Dataset items:
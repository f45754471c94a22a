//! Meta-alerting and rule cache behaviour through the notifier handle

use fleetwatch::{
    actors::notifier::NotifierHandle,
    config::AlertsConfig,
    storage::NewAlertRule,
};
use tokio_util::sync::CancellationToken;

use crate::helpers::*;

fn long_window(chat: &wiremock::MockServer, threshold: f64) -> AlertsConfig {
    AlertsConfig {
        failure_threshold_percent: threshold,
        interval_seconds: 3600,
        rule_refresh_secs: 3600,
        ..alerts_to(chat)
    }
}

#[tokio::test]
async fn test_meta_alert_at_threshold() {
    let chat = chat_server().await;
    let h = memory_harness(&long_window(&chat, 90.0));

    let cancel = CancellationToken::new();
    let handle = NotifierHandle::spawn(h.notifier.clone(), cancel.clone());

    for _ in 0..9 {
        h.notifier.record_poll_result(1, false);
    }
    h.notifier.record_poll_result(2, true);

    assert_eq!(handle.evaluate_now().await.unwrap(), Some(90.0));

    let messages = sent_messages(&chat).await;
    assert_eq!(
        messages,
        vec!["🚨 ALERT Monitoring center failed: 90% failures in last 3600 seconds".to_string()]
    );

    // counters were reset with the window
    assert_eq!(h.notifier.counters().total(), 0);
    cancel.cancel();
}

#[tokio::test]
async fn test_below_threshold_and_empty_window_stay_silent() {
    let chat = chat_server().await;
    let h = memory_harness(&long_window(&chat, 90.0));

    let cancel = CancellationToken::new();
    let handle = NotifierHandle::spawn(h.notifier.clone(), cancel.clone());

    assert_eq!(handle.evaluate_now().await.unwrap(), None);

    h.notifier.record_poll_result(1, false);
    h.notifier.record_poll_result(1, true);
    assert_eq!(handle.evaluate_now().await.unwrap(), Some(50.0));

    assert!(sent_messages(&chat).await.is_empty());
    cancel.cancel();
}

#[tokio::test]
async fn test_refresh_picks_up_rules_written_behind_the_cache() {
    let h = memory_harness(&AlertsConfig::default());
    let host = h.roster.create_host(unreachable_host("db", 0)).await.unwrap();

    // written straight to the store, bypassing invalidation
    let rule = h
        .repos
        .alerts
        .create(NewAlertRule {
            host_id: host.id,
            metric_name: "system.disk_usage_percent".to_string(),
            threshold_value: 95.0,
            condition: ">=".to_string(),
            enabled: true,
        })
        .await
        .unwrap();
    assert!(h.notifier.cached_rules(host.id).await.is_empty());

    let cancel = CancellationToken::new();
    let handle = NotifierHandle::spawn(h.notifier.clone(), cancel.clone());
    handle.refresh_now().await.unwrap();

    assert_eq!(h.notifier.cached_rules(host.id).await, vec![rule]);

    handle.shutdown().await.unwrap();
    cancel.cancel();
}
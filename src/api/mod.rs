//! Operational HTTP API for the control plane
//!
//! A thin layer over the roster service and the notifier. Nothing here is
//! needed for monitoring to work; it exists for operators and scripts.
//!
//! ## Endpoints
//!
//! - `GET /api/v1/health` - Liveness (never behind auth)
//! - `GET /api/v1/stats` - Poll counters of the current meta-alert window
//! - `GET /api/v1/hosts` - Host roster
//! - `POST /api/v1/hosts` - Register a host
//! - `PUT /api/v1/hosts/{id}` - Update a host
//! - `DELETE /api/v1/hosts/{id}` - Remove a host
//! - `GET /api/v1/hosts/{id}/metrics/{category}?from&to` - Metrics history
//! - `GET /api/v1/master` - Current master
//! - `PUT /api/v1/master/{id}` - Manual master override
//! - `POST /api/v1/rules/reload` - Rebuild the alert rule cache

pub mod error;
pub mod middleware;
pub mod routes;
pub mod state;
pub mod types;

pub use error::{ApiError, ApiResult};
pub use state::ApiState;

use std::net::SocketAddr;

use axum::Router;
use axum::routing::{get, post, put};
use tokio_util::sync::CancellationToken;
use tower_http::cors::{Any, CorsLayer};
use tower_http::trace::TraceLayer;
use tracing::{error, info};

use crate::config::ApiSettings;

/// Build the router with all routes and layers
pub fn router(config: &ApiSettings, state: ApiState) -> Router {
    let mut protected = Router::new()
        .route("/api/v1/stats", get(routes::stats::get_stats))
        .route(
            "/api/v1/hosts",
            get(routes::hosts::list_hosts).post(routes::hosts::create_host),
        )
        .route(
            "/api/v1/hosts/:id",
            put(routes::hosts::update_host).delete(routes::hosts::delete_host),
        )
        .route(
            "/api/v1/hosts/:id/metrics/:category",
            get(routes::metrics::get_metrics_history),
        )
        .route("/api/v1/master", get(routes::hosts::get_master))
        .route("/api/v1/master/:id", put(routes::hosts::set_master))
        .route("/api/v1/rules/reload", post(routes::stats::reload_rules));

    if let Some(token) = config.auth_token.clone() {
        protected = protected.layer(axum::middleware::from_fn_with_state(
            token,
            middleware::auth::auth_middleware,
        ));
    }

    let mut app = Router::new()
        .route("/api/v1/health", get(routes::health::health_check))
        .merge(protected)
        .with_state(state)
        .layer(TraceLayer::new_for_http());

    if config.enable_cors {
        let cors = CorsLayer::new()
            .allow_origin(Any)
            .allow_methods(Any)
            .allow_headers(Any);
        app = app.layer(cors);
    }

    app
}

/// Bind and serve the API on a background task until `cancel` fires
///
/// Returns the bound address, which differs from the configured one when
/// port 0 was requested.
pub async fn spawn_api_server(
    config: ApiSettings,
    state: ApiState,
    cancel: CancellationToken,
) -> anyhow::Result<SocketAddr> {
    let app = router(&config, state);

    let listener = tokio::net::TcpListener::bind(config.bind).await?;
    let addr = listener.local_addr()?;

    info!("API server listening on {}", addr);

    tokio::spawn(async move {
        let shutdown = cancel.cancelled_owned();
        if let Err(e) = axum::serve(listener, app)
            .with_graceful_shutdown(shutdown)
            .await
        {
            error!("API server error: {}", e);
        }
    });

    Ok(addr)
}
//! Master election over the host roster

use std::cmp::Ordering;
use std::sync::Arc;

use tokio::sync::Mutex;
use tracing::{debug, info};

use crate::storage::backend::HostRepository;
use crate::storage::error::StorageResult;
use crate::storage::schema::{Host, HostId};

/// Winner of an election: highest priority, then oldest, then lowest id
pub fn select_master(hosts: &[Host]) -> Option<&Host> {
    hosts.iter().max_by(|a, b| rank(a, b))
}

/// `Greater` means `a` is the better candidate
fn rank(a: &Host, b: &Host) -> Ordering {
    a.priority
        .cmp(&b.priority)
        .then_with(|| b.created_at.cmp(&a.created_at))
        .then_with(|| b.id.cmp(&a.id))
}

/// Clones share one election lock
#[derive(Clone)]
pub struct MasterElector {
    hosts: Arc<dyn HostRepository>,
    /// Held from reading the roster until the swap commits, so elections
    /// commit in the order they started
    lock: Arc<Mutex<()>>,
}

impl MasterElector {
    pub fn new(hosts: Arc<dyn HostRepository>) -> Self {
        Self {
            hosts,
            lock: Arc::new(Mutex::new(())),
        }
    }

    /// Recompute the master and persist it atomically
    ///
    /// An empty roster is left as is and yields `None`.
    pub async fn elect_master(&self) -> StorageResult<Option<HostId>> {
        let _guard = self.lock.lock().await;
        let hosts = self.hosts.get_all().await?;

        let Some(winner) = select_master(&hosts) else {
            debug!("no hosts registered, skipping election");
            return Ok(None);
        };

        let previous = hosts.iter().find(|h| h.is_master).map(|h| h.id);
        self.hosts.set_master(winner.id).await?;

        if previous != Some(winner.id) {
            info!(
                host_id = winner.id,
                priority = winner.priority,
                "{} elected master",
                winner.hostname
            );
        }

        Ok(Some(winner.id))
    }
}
...
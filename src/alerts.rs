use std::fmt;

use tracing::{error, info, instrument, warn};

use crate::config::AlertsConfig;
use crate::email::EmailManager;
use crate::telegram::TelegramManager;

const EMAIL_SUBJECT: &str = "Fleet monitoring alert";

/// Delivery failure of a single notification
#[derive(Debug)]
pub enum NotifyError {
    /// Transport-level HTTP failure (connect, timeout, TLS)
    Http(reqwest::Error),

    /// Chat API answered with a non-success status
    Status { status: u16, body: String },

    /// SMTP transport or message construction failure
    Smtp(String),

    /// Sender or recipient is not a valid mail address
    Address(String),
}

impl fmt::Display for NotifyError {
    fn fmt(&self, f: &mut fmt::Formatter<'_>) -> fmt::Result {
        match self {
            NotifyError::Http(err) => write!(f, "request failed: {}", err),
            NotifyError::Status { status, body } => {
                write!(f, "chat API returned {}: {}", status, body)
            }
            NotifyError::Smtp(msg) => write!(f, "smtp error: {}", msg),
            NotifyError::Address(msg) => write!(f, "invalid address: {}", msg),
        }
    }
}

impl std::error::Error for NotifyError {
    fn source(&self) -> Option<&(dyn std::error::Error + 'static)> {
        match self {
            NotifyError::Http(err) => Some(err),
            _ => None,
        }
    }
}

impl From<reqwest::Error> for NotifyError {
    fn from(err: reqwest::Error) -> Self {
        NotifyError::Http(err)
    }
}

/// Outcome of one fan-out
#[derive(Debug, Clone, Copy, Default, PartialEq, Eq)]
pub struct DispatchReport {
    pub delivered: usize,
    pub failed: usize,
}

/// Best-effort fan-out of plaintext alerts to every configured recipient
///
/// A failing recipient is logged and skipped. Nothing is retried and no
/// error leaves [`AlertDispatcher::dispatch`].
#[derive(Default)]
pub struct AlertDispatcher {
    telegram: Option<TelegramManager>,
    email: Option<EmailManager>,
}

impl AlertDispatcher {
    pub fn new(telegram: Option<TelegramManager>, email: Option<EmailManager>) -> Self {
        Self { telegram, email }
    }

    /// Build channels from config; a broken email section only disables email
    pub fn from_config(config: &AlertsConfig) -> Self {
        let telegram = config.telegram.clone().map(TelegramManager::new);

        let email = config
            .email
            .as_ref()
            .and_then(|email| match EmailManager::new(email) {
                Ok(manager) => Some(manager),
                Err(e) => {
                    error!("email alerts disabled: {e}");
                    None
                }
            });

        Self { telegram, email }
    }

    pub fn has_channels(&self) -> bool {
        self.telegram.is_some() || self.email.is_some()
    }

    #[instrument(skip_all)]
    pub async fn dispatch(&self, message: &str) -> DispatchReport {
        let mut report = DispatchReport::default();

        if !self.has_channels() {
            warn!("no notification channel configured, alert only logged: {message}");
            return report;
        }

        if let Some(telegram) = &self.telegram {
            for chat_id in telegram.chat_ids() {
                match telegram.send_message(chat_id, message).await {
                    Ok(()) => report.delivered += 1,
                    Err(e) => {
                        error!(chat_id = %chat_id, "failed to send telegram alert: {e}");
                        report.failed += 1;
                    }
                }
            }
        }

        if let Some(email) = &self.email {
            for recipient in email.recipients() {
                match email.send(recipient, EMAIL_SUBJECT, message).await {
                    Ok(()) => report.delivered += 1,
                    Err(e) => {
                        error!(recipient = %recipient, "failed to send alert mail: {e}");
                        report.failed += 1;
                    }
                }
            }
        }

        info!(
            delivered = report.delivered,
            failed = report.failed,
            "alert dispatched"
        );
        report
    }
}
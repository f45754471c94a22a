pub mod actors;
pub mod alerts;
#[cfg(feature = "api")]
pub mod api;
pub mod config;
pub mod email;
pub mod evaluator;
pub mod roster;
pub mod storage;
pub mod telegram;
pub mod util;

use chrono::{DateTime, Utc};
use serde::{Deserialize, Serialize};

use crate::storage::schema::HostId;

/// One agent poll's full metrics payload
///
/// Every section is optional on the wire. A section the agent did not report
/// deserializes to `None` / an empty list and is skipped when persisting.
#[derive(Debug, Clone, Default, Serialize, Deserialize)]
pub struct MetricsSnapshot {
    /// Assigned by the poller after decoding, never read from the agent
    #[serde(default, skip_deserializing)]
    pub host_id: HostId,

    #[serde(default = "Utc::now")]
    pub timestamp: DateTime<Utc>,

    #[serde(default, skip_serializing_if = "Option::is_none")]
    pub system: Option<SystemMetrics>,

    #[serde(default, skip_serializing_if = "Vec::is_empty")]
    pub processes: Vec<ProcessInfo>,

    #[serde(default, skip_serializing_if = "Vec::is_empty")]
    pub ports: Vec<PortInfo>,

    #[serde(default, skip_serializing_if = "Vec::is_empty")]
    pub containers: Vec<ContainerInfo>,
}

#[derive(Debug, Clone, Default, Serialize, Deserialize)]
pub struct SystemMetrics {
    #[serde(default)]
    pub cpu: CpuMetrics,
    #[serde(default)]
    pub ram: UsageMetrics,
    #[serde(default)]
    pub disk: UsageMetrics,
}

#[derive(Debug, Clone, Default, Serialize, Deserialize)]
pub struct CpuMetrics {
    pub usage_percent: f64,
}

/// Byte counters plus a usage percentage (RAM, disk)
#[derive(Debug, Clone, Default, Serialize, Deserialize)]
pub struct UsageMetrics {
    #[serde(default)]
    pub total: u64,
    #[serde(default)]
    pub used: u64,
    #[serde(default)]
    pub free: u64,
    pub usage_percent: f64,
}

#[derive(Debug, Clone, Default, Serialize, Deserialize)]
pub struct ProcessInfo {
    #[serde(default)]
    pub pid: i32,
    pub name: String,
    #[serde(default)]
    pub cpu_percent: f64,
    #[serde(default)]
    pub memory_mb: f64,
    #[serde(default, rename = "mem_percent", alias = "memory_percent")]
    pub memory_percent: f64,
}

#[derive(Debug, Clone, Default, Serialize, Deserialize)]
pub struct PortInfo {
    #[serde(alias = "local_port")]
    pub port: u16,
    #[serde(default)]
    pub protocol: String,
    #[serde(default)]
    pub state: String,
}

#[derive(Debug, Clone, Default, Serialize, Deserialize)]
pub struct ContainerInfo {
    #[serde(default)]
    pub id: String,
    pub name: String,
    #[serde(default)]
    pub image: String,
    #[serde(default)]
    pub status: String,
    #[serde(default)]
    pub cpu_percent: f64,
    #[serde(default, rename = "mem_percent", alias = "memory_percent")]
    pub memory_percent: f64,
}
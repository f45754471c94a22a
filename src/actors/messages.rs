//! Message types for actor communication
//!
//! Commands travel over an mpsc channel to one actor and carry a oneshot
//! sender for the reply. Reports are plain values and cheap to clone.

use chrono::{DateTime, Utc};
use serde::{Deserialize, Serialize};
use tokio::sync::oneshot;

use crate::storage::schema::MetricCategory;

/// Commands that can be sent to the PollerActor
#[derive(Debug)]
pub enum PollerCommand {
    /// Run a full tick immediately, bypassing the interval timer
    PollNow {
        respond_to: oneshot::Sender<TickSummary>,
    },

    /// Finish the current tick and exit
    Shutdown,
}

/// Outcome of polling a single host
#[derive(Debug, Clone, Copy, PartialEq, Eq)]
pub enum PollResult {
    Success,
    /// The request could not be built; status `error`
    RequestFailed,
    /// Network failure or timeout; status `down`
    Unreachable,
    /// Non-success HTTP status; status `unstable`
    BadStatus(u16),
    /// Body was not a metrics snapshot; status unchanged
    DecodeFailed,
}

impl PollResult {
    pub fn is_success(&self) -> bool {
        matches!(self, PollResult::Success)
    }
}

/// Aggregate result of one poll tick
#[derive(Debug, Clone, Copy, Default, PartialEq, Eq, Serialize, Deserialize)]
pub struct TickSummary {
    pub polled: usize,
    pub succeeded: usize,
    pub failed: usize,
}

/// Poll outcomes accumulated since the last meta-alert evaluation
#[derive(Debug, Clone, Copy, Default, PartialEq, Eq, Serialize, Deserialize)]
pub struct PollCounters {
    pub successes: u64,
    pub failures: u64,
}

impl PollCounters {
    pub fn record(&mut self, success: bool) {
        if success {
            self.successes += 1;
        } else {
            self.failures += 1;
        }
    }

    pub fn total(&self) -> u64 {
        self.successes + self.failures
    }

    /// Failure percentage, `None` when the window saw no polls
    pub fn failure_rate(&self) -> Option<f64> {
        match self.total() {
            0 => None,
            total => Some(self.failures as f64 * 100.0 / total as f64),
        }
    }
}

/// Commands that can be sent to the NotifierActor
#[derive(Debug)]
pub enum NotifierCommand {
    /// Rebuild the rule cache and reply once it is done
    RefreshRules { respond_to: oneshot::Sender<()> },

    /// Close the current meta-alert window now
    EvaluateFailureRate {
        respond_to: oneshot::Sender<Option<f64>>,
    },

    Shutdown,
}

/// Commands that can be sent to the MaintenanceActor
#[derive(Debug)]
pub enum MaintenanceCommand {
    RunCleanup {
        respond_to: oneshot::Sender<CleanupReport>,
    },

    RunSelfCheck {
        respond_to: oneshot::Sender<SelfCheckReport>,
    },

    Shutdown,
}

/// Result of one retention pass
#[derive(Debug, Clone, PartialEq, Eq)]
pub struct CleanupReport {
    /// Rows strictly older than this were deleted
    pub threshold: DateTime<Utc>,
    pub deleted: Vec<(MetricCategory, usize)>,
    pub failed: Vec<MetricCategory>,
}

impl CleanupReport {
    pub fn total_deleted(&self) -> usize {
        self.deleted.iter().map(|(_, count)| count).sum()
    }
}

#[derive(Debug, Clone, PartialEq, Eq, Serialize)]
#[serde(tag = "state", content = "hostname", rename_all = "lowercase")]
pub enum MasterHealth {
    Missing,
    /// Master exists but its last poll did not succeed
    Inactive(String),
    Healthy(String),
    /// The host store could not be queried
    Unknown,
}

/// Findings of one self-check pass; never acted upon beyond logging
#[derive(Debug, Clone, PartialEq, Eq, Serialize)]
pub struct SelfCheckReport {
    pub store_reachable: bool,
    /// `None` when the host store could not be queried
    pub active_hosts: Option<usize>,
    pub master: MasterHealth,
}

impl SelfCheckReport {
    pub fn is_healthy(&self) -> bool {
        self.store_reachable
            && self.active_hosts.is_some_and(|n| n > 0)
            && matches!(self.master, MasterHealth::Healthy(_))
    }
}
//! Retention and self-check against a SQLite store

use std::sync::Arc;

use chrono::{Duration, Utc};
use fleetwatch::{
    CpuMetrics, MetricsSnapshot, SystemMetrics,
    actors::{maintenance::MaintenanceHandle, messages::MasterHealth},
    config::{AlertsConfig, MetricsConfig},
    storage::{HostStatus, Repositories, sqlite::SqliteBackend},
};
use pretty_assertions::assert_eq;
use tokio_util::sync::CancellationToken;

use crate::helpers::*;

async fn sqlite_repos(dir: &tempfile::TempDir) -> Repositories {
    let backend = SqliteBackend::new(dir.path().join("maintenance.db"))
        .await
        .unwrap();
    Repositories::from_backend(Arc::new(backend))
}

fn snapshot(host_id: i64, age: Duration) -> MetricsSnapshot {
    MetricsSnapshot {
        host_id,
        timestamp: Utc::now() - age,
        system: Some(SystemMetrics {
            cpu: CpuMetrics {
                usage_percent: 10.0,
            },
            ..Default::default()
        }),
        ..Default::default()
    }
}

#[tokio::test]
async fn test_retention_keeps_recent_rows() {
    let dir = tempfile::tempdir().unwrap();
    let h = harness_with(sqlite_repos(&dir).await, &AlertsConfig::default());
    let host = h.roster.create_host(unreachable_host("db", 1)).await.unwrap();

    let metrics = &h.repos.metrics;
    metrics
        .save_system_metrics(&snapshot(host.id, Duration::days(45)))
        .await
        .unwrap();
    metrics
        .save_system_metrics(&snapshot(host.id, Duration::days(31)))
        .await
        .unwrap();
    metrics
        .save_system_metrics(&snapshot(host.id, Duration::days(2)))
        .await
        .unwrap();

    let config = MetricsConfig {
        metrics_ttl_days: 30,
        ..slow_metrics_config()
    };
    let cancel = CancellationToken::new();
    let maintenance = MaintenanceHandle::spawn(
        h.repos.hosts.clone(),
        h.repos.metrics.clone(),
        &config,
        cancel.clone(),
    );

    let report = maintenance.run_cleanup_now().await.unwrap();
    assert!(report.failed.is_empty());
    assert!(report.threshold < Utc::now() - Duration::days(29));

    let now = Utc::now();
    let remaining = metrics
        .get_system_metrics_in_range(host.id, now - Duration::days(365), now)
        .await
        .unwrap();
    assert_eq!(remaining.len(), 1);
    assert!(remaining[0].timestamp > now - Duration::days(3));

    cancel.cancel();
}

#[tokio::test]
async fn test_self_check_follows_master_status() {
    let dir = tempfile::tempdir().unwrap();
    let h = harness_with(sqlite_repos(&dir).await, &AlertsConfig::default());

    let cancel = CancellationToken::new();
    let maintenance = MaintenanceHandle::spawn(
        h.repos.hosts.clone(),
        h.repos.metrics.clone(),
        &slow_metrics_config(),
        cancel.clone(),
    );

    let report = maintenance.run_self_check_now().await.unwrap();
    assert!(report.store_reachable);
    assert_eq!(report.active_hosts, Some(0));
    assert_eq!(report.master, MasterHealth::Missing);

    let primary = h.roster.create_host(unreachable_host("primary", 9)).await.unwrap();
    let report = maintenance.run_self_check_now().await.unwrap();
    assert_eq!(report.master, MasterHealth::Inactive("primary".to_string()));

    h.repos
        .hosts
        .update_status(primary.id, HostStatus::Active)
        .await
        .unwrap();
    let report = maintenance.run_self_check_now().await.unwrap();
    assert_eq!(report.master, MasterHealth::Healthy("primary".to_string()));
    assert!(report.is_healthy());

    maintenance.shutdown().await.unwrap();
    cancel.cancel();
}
* * *
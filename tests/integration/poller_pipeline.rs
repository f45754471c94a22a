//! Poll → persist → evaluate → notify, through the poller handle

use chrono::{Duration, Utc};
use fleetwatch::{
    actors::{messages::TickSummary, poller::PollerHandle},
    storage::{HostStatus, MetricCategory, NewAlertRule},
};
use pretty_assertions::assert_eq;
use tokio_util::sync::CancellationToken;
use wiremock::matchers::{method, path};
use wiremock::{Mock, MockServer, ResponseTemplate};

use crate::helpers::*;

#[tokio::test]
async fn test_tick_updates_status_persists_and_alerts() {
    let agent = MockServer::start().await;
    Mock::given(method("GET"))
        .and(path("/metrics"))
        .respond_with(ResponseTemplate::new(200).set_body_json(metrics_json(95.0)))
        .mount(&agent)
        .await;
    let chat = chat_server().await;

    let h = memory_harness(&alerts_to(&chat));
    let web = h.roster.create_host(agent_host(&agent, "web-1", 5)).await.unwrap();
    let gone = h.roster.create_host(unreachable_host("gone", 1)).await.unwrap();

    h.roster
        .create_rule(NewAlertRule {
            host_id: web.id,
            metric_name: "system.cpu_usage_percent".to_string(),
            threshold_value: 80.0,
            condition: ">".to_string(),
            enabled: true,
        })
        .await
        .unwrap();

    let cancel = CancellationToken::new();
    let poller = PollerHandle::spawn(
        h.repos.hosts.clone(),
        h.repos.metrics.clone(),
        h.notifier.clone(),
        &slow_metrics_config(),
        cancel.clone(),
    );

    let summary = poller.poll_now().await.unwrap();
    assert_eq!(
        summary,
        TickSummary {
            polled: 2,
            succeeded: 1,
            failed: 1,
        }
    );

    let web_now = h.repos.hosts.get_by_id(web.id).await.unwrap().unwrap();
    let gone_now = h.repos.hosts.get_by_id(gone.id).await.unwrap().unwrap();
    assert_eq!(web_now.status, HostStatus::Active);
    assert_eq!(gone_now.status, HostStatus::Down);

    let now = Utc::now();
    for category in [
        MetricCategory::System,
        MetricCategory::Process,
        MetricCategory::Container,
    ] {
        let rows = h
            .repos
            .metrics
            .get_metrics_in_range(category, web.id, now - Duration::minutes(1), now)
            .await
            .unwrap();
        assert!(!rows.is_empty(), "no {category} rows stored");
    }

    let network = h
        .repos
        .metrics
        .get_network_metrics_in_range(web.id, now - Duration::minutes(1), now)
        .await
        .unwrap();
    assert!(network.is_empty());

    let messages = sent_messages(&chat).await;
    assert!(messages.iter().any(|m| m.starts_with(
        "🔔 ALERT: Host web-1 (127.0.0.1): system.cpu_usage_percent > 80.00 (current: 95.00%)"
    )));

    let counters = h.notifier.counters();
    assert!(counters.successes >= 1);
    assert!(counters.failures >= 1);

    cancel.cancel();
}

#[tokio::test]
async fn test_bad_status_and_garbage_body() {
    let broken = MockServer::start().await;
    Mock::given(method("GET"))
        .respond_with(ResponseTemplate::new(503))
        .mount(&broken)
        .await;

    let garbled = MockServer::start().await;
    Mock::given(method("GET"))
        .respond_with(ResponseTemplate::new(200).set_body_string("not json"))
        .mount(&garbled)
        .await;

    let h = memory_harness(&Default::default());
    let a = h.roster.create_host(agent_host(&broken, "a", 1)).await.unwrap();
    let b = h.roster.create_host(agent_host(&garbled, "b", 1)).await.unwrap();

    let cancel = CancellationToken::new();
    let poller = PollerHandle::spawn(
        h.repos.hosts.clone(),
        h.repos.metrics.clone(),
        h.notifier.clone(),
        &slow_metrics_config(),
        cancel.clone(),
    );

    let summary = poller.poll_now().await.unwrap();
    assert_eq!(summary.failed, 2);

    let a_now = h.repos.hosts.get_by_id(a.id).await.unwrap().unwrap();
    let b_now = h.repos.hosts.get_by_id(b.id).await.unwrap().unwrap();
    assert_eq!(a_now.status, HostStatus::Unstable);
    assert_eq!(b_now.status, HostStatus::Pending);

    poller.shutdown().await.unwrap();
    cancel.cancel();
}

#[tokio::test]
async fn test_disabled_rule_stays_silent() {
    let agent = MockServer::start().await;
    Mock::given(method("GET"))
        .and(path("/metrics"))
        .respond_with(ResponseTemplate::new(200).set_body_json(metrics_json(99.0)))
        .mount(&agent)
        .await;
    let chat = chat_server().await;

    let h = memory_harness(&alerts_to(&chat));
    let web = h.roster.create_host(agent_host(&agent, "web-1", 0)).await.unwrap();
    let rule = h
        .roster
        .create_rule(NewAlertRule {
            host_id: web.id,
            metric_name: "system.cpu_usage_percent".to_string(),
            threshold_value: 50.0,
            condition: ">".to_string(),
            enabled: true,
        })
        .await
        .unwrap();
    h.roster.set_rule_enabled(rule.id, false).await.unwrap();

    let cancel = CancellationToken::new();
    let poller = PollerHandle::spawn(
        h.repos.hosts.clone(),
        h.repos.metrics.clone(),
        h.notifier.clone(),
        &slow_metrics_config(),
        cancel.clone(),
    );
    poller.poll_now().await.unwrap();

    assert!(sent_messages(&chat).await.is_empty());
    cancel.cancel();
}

### TASK GOAL
Select the lines from the entries that include the word "path".

### RESULT OF THE TASK
    let backend = SqliteBackend::new(dir.path().join("maintenance.db"))
use wiremock::matchers::{method, path};
        .and(path("/metrics"))
        .and(path("/metrics"))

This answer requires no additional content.